Collected data
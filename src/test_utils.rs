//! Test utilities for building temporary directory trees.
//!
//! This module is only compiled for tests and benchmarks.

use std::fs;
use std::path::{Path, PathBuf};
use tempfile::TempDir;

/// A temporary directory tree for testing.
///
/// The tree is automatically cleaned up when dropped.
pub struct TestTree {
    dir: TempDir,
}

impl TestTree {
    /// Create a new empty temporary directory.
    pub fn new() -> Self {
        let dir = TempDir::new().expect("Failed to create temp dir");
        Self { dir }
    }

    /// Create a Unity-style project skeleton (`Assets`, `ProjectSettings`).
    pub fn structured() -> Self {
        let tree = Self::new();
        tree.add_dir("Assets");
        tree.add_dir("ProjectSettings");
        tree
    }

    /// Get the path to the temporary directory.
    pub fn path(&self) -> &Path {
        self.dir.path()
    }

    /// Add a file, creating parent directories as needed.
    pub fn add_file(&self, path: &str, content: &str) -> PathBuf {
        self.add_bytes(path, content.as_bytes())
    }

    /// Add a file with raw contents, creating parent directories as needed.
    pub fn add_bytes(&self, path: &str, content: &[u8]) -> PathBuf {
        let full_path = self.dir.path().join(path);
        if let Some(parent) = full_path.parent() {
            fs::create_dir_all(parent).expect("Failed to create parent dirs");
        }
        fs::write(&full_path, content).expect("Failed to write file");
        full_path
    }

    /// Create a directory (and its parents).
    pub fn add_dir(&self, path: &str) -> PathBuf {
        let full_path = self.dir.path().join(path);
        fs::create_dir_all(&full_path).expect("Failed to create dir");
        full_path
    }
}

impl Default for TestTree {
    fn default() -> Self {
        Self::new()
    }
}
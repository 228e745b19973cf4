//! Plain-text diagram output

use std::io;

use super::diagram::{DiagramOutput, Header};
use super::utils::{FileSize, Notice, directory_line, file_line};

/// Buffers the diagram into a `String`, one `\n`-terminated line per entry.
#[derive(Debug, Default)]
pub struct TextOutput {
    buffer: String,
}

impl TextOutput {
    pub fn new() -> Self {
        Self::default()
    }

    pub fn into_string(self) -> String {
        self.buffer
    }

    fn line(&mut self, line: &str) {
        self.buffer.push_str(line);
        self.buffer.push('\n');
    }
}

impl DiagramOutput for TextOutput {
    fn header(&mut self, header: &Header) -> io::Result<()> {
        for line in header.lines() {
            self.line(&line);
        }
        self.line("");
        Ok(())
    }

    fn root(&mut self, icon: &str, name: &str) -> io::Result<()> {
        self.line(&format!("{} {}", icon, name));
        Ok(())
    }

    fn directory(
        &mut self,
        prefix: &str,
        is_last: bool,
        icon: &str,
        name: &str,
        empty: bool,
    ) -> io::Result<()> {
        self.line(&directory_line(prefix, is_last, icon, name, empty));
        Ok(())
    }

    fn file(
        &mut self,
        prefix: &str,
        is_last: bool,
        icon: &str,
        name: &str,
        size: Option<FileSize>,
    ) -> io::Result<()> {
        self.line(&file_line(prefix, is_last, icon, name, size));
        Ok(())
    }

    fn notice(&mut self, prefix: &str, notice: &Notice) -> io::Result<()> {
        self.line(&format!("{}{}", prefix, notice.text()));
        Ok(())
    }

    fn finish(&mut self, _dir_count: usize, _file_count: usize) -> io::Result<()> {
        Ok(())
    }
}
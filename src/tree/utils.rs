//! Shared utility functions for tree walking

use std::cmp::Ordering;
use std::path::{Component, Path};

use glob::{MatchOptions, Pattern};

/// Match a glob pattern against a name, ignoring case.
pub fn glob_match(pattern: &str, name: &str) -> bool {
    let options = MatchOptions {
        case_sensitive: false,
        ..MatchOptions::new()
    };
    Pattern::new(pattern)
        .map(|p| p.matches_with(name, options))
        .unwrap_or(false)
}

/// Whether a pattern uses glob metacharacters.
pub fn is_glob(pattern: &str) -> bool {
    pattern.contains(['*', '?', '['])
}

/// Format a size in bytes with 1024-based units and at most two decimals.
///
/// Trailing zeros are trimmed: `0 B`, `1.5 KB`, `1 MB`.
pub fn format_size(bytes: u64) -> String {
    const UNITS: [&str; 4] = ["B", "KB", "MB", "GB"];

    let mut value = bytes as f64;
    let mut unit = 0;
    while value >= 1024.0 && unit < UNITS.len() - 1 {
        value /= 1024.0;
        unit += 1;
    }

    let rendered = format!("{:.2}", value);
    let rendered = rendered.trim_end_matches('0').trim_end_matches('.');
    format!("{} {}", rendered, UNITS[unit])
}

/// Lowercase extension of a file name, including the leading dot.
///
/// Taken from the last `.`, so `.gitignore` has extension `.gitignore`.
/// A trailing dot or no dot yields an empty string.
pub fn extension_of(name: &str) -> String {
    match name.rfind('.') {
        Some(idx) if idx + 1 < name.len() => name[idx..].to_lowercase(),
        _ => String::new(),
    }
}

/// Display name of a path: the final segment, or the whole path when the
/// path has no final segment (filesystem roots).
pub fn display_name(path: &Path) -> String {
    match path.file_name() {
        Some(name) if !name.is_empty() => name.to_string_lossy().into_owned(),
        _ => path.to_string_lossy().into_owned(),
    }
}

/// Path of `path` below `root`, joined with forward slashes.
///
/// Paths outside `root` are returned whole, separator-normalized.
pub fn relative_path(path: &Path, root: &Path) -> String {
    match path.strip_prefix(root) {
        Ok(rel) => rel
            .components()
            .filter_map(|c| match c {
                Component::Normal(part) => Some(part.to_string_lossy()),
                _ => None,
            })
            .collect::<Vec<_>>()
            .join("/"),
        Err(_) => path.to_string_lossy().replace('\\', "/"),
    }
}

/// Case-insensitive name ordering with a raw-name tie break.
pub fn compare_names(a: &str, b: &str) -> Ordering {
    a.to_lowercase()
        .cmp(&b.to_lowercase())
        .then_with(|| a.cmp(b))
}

---

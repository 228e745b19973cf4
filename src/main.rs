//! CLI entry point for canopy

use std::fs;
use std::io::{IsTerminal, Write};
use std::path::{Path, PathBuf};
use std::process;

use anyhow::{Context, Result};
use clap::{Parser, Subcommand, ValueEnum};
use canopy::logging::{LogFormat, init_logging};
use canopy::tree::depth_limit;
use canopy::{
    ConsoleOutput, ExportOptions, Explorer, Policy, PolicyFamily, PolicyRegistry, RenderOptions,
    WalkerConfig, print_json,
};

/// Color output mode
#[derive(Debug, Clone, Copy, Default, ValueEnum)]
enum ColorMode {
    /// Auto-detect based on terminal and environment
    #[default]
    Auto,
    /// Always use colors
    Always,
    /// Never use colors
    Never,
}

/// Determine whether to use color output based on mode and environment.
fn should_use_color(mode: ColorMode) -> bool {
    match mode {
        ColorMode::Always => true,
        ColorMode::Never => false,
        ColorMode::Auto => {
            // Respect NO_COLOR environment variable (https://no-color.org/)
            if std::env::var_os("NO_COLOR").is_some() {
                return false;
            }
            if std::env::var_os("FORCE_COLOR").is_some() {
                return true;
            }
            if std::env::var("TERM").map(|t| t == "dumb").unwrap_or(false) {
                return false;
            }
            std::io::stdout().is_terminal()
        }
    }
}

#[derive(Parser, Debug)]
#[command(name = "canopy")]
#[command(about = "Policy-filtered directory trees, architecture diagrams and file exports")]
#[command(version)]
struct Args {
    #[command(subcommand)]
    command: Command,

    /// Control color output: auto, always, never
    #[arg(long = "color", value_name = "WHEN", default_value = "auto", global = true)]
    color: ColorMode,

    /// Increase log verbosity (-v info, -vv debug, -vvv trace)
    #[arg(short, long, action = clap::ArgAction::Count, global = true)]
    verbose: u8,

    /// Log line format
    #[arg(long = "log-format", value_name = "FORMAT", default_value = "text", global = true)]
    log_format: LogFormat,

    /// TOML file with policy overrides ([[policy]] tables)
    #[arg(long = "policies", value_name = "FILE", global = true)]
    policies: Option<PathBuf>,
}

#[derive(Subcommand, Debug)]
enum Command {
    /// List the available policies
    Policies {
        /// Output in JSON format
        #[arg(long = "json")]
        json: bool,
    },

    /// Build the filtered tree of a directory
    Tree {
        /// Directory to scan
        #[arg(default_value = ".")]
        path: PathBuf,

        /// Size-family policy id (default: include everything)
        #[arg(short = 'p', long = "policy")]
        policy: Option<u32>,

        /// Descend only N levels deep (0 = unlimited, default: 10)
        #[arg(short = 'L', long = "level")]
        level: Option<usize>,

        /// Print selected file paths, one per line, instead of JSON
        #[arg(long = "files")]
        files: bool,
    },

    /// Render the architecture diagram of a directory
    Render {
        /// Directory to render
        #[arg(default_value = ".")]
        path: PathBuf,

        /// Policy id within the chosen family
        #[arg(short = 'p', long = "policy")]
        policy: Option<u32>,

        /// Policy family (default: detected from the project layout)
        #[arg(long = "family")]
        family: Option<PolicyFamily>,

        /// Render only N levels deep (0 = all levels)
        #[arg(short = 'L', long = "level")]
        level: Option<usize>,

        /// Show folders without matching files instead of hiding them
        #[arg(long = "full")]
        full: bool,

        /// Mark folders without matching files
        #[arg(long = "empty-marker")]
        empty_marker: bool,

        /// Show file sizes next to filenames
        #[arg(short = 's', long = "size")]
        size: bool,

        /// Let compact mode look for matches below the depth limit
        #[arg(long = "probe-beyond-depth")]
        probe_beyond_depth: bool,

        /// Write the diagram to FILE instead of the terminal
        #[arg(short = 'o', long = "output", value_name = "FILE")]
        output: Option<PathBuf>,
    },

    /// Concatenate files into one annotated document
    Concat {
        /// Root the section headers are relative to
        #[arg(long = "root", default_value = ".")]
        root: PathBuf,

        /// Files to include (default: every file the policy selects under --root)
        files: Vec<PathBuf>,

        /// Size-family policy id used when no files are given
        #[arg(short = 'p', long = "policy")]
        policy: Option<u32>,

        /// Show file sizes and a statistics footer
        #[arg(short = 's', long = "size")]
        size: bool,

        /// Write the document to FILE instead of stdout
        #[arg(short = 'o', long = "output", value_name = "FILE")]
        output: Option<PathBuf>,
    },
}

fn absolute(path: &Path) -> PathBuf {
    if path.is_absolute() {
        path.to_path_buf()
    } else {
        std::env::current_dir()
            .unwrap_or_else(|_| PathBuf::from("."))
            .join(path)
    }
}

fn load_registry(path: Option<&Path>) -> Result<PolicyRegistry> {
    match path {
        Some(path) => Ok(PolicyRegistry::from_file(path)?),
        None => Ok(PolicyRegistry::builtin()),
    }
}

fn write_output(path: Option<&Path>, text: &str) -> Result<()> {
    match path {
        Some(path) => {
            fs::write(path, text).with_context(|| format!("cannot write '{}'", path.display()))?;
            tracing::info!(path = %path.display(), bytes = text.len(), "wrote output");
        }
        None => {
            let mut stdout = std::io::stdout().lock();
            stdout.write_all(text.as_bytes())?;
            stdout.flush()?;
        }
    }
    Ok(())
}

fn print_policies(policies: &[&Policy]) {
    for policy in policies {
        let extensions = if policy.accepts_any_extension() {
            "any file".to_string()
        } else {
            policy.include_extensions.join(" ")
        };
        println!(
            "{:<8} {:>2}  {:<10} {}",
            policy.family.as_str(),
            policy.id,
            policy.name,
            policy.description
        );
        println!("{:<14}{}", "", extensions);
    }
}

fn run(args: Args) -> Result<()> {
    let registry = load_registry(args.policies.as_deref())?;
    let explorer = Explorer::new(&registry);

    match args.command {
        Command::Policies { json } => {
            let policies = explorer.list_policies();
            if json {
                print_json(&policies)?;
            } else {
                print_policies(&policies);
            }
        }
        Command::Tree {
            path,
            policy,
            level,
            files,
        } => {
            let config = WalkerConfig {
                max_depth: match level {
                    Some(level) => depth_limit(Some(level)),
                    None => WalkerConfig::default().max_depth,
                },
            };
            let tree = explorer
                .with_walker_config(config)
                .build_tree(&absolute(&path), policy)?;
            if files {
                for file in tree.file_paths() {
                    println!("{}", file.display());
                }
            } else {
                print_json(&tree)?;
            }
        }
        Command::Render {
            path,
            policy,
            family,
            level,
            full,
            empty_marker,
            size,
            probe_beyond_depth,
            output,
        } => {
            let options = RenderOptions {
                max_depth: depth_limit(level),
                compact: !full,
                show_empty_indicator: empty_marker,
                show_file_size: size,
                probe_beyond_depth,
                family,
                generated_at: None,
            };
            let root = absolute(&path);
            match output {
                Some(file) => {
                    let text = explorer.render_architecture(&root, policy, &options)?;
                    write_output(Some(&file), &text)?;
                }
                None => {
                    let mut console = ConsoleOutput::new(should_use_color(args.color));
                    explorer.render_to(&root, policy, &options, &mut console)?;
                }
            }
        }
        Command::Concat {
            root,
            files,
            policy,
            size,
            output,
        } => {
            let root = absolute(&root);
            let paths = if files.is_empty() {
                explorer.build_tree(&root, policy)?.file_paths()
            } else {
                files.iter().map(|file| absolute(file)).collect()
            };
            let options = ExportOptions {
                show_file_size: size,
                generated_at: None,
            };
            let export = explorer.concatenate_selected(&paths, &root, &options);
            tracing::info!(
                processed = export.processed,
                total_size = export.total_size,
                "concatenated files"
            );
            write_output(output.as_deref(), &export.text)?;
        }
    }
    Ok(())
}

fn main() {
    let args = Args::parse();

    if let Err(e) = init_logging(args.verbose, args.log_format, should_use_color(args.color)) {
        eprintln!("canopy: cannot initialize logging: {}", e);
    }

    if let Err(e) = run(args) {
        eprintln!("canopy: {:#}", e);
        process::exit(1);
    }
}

> _WORK TO COMPLETE_:
Will you return exactly the lines above from the one with "std::io::stdout().is_terminal()" down to the one with "unlimited, default: 10)", counting both as part of the range?

> _SOLUTION TO THIS TASK_:
            std::io::stdout().is_terminal()
        }
    }
}

#[derive(Parser, Debug)]
#[command(name = "canopy")]
#[command(about = "Policy-filtered directory trees, architecture diagrams and file exports")]
#[command(version)]
struct Args {
    #[command(subcommand)]
    command: Command,

    /// Control color output: auto, always, never
    #[arg(long = "color", value_name = "WHEN", default_value = "auto", global = true)]
    color: ColorMode,

    /// Increase log verbosity (-v info, -vv debug, -vvv trace)
    #[arg(short, long, action = clap::ArgAction::Count, global = true)]
    verbose: u8,

    /// Log line format
    #[arg(long = "log-format", value_name = "FORMAT", default_value = "text", global = true)]
    log_format: LogFormat,

    /// TOML file with policy overrides ([[policy]] tables)
    #[arg(long = "policies", value_name = "FILE", global = true)]
    policies: Option<PathBuf>,
}

#[derive(Subcommand, Debug)]
enum Command {
    /// List the available policies
    Policies {
        /// Output in JSON format
        #[arg(long = "json")]
        json: bool,
    },

    /// Build the filtered tree of a directory
    Tree {
        /// Directory to scan
        #[arg(default_value = ".")]
        path: PathBuf,

        /// Size-family policy id (default: include everything)
        #[arg(short = 'p', long = "policy")]
        policy: Option<u32>,

        /// Descend only N levels deep (0 = unlimited, default: 10)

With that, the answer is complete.